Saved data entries
BEGIN
// Copyright 2025 eraflo
//
// Licensed under the Apache License, Version 2.0 (the "License");
// you may not use this file except in compliance with the License.
// You may obtain a copy of the License at
//
//     http://www.apache.org/licenses/LICENSE-2.0
//
// Unless required by applicable law or agreed to in writing, software
// distributed under the License is distributed on an "AS IS" BASIS,
// WITHOUT WARRANTIES OR CONDITIONS OF ANY KIND, either express or implied.
// See the License for the specific language governing permissions and
// limitations under the License.

//! Residency configuration.
//!
//! The configuration is usually authored as a RON file next to the game's
//! asset directory:
//!
//! ```ron
//! (
//!     sweep_period_ms: 5000,
//!     defaults: (policy: Storage, active_time_limit_ms: 10000, cache_time_limit_ms: 60000),
//!     overrides: {
//!         "texture": (policy: Cached, active_time_limit_ms: 5000, cache_time_limit_ms: 30000),
//!     },
//! )
//! ```

use crate::asset::{ResidencyError, ResidencySettings};
use serde::{Deserialize, Serialize};
use std::collections::HashMap;
use std::path::Path;

/// Default interval between two eviction sweeps.
pub const DEFAULT_SWEEP_PERIOD_MS: u64 = 5000;

/// Engine-wide residency settings.
#[derive(Debug, Clone, PartialEq, Eq, Serialize, Deserialize)]
#[serde(default)]
pub struct ResidencyConfig {
    /// Minimum interval between two sweeps. Zero sweeps on every tick.
    pub sweep_period_ms: u64,
    /// Settings for every resource kind without an override.
    pub defaults: ResidencySettings,
    /// Per-kind settings, keyed by the kind name a resource type registers with.
    pub overrides: HashMap<String, ResidencySettings>,
}

impl ResidencyConfig {
    /// Parses and validates a RON document.
    ///
    /// # Errors
    /// Returns [`ResidencyError::Config`] for malformed RON and
    /// [`ResidencyError::InvalidPolicyConfiguration`] for bad thresholds.
    pub fn from_ron_str(source: &str) -> Result<Self, ResidencyError> {
        let config: Self =
            ron::from_str(source).map_err(|err| ResidencyError::Config(err.to_string()))?;
        config.validate()?;
        Ok(config)
    }

    /// Reads, parses and validates a RON file.
    pub fn load(path: impl AsRef<Path>) -> Result<Self, ResidencyError> {
        let path = path.as_ref();
        let source = std::fs::read_to_string(path).map_err(|err| {
            ResidencyError::Config(format!("failed to read '{}': {err}", path.display()))
        })?;
        let config = Self::from_ron_str(&source)?;
        log::info!(
            "Loaded residency configuration from '{}' ({} overrides)",
            path.display(),
            config.overrides.len()
        );
        Ok(config)
    }

    /// Checks the thresholds of the defaults and of every override.
    pub fn validate(&self) -> Result<(), ResidencyError> {
        self.defaults.time_limits()?;
        for (kind, settings) in &self.overrides {
            settings.time_limits().map_err(|err| {
                log::error!("Residency override for '{kind}' is invalid: {err}");
                err
            })?;
        }
        Ok(())
    }

    /// Returns the override for `kind`, or the defaults.
    pub fn settings_for(&self, kind: &str) -> &ResidencySettings {
        self.overrides.get(kind).unwrap_or(&self.defaults)
    }

    /// Adds or replaces the override for `kind`.
    pub fn with_override(mut self, kind: impl Into<String>, settings: ResidencySettings) -> Self {
        self.overrides.insert(kind.into(), settings);
        self
    }
}

impl Default for ResidencyConfig {
    fn default() -> Self {
        Self {
            sweep_period_ms: DEFAULT_SWEEP_PERIOD_MS,
            defaults: ResidencySettings::default(),
            overrides: HashMap::new(),
        }
    }
}

#[cfg(test)]
mod tests {
    use super::*;
    use crate::asset::{PolicyError, ResidencyPolicy};

    const SAMPLE: &str = r#"(
        sweep_period_ms: 2500,
        defaults: (policy: Storage, active_time_limit_ms: 1000, cache_time_limit_ms: 4000),
        overrides: {
            "texture": (policy: Cached, active_time_limit_ms: 500, cache_time_limit_ms: 9000),
        },
    )"#;

    #[test]
    fn test_parse_sample() {
        let config = ResidencyConfig::from_ron_str(SAMPLE).unwrap();
        assert_eq!(config.sweep_period_ms, 2500);
        assert_eq!(config.settings_for("texture").policy, ResidencyPolicy::Cached);
        assert_eq!(config.settings_for("mesh").active_time_limit_ms, 1000);
    }

    #[test]
    fn test_missing_fields_fall_back_to_defaults() {
        let config = ResidencyConfig::from_ron_str("(sweep_period_ms: 100)").unwrap();
        assert_eq!(config.sweep_period_ms, 100);
        assert_eq!(config.defaults, ResidencySettings::default());
        assert!(config.overrides.is_empty());
    }

    #[test]
    fn test_inverted_override_is_rejected() {
        let source = r#"(
            overrides: {
                "mesh": (policy: Storage, active_time_limit_ms: 5000, cache_time_limit_ms: 3000),
            },
        )"#;
        let result = ResidencyConfig::from_ron_str(source);
        assert!(matches!(
            result,
            Err(ResidencyError::InvalidPolicyConfiguration(
                PolicyError::ThresholdOrder { .. }
            ))
        ));
    }

    #[test]
    fn test_malformed_ron_is_a_config_error() {
        let result = ResidencyConfig::from_ron_str("(sweep_period_ms: )");
        assert!(matches!(result, Err(ResidencyError::Config(_))));
    }

    #[test]
    fn test_load_from_file() -> anyhow::Result<()> {
        let dir = tempfile::tempdir()?;
        let path = dir.path().join("residency.ron");
        std::fs::write(&path, SAMPLE)?;

        let config = ResidencyConfig::load(&path)?;
        assert_eq!(config.overrides.len(), 1);

        assert!(ResidencyConfig::load(dir.path().join("missing.ron")).is_err());
        Ok(())
    }

    #[test]
    fn test_serialized_default_parses_back() {
        let config = ResidencyConfig::default().with_override(
            "audio",
            ResidencySettings::default().with_policy(ResidencyPolicy::Cached),
        );
        let text = ron::ser::to_string_pretty(&config, ron::ser::PrettyConfig::default()).unwrap();
        assert_eq!(ResidencyConfig::from_ron_str(&text).unwrap(), config);
    }
}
END
▶ Required action: Nothing in the records above may be left out when you repeat them exactly.

▶ Reply to the exercise:
// Copyright 2025 eraflo
//
// Licensed under the Apache License, Version 2.0 (the "License");
// you may not use this file except in compliance with the License.
// You may obtain a copy of the License at
//
//     http://www.apache.org/licenses/LICENSE-2.0
//
// Unless required by applicable law or agreed to in writing, software
// distributed under the License is distributed on an "AS IS" BASIS,
// WITHOUT WARRANTIES OR CONDITIONS OF ANY KIND, either express or implied.
// See the License for the specific language governing permissions and
// limitations under the License.

//! Residency configuration.
//!
//! The configuration is usually authored as a RON file next to the game's
//! asset directory:
//!
//! ```ron
//! (
//!     sweep_period_ms: 5000,
//!     defaults: (policy: Storage, active_time_limit_ms: 10000, cache_time_limit_ms: 60000),
//!     overrides: {
//!         "texture": (policy: Cached, active_time_limit_ms: 5000, cache_time_limit_ms: 30000),
//!     },
//! )
//! ```

use crate::asset::{ResidencyError, ResidencySettings};
use serde::{Deserialize, Serialize};
use std::collections::HashMap;
use std::path::Path;

/// Default interval between two eviction sweeps.
pub const DEFAULT_SWEEP_PERIOD_MS: u64 = 5000;

/// Engine-wide residency settings.
#[derive(Debug, Clone, PartialEq, Eq, Serialize, Deserialize)]
#[serde(default)]
pub struct ResidencyConfig {
    /// Minimum interval between two sweeps. Zero sweeps on every tick.
    pub sweep_period_ms: u64,
    /// Settings for every resource kind without an override.
    pub defaults: ResidencySettings,
    /// Per-kind settings, keyed by the kind name a resource type registers with.
    pub overrides: HashMap<String, ResidencySettings>,
}

impl ResidencyConfig {
    /// Parses and validates a RON document.
    ///
    /// # Errors
    /// Returns [`ResidencyError::Config`] for malformed RON and
    /// [`ResidencyError::InvalidPolicyConfiguration`] for bad thresholds.
    pub fn from_ron_str(source: &str) -> Result<Self, ResidencyError> {
        let config: Self =
            ron::from_str(source).map_err(|err| ResidencyError::Config(err.to_string()))?;
        config.validate()?;
        Ok(config)
    }

    /// Reads, parses and validates a RON file.
    pub fn load(path: impl AsRef<Path>) -> Result<Self, ResidencyError> {
        let path = path.as_ref();
        let source = std::fs::read_to_string(path).map_err(|err| {
            ResidencyError::Config(format!("failed to read '{}': {err}", path.display()))
        })?;
        let config = Self::from_ron_str(&source)?;
        log::info!(
            "Loaded residency configuration from '{}' ({} overrides)",
            path.display(),
            config.overrides.len()
        );
        Ok(config)
    }

    /// Checks the thresholds of the defaults and of every override.
    pub fn validate(&self) -> Result<(), ResidencyError> {
        self.defaults.time_limits()?;
        for (kind, settings) in &self.overrides {
            settings.time_limits().map_err(|err| {
                log::error!("Residency override for '{kind}' is invalid: {err}");
                err
            })?;
        }
        Ok(())
    }

    /// Returns the override for `kind`, or the defaults.
    pub fn settings_for(&self, kind: &str) -> &ResidencySettings {
        self.overrides.get(kind).unwrap_or(&self.defaults)
    }

    /// Adds or replaces the override for `kind`.
    pub fn with_override(mut self, kind: impl Into<String>, settings: ResidencySettings) -> Self {
        self.overrides.insert(kind.into(), settings);
        self
    }
}

impl Default for ResidencyConfig {
    fn default() -> Self {
        Self {
            sweep_period_ms: DEFAULT_SWEEP_PERIOD_MS,
            defaults: ResidencySettings::default(),
            overrides: HashMap::new(),
        }
    }
}

#[cfg(test)]
mod tests {
    use super::*;
    use crate::asset::{PolicyError, ResidencyPolicy};

    const SAMPLE: &str = r#"(
        sweep_period_ms: 2500,
        defaults: (policy: Storage, active_time_limit_ms: 1000, cache_time_limit_ms: 4000),
        overrides: {
            "texture": (policy: Cached, active_time_limit_ms: 500, cache_time_limit_ms: 9000),
        },
    )"#;

    #[test]
    fn test_parse_sample() {
        let config = ResidencyConfig::from_ron_str(SAMPLE).unwrap();
        assert_eq!(config.sweep_period_ms, 2500);
        assert_eq!(config.settings_for("texture").policy, ResidencyPolicy::Cached);
        assert_eq!(config.settings_for("mesh").active_time_limit_ms, 1000);
    }

    #[test]
    fn test_missing_fields_fall_back_to_defaults() {
        let config = ResidencyConfig::from_ron_str("(sweep_period_ms: 100)").unwrap();
        assert_eq!(config.sweep_period_ms, 100);
        assert_eq!(config.defaults, ResidencySettings::default());
        assert!(config.overrides.is_empty());
    }

    #[test]
    fn test_inverted_override_is_rejected() {
        let source = r#"(
            overrides: {
                "mesh": (policy: Storage, active_time_limit_ms: 5000, cache_time_limit_ms: 3000),
            },
        )"#;
        let result = ResidencyConfig::from_ron_str(source);
        assert!(matches!(
            result,
            Err(ResidencyError::InvalidPolicyConfiguration(
                PolicyError::ThresholdOrder { .. }
            ))
        ));
    }

    #[test]
    fn test_malformed_ron_is_a_config_error() {
        let result = ResidencyConfig::from_ron_str("(sweep_period_ms: )");
        assert!(matches!(result, Err(ResidencyError::Config(_))));
    }

    #[test]
    fn test_load_from_file() -> anyhow::Result<()> {
        let dir = tempfile::tempdir()?;
        let path = dir.path().join("residency.ron");
        std::fs::write(&path, SAMPLE)?;

        let config = ResidencyConfig::load(&path)?;
        assert_eq!(config.overrides.len(), 1);

        assert!(ResidencyConfig::load(dir.path().join("missing.ron")).is_err());
        Ok(())
    }

    #[test]
    fn test_serialized_default_parses_back() {
        let config = ResidencyConfig::default().with_override(
            "audio",
            ResidencySettings::default().with_policy(ResidencyPolicy::Cached),
        );
        let text = ron::ser::to_string_pretty(&config, ron::ser::PrettyConfig::default()).unwrap();
        assert_eq!(ResidencyConfig::from_ron_str(&text).unwrap(), config);
    }
}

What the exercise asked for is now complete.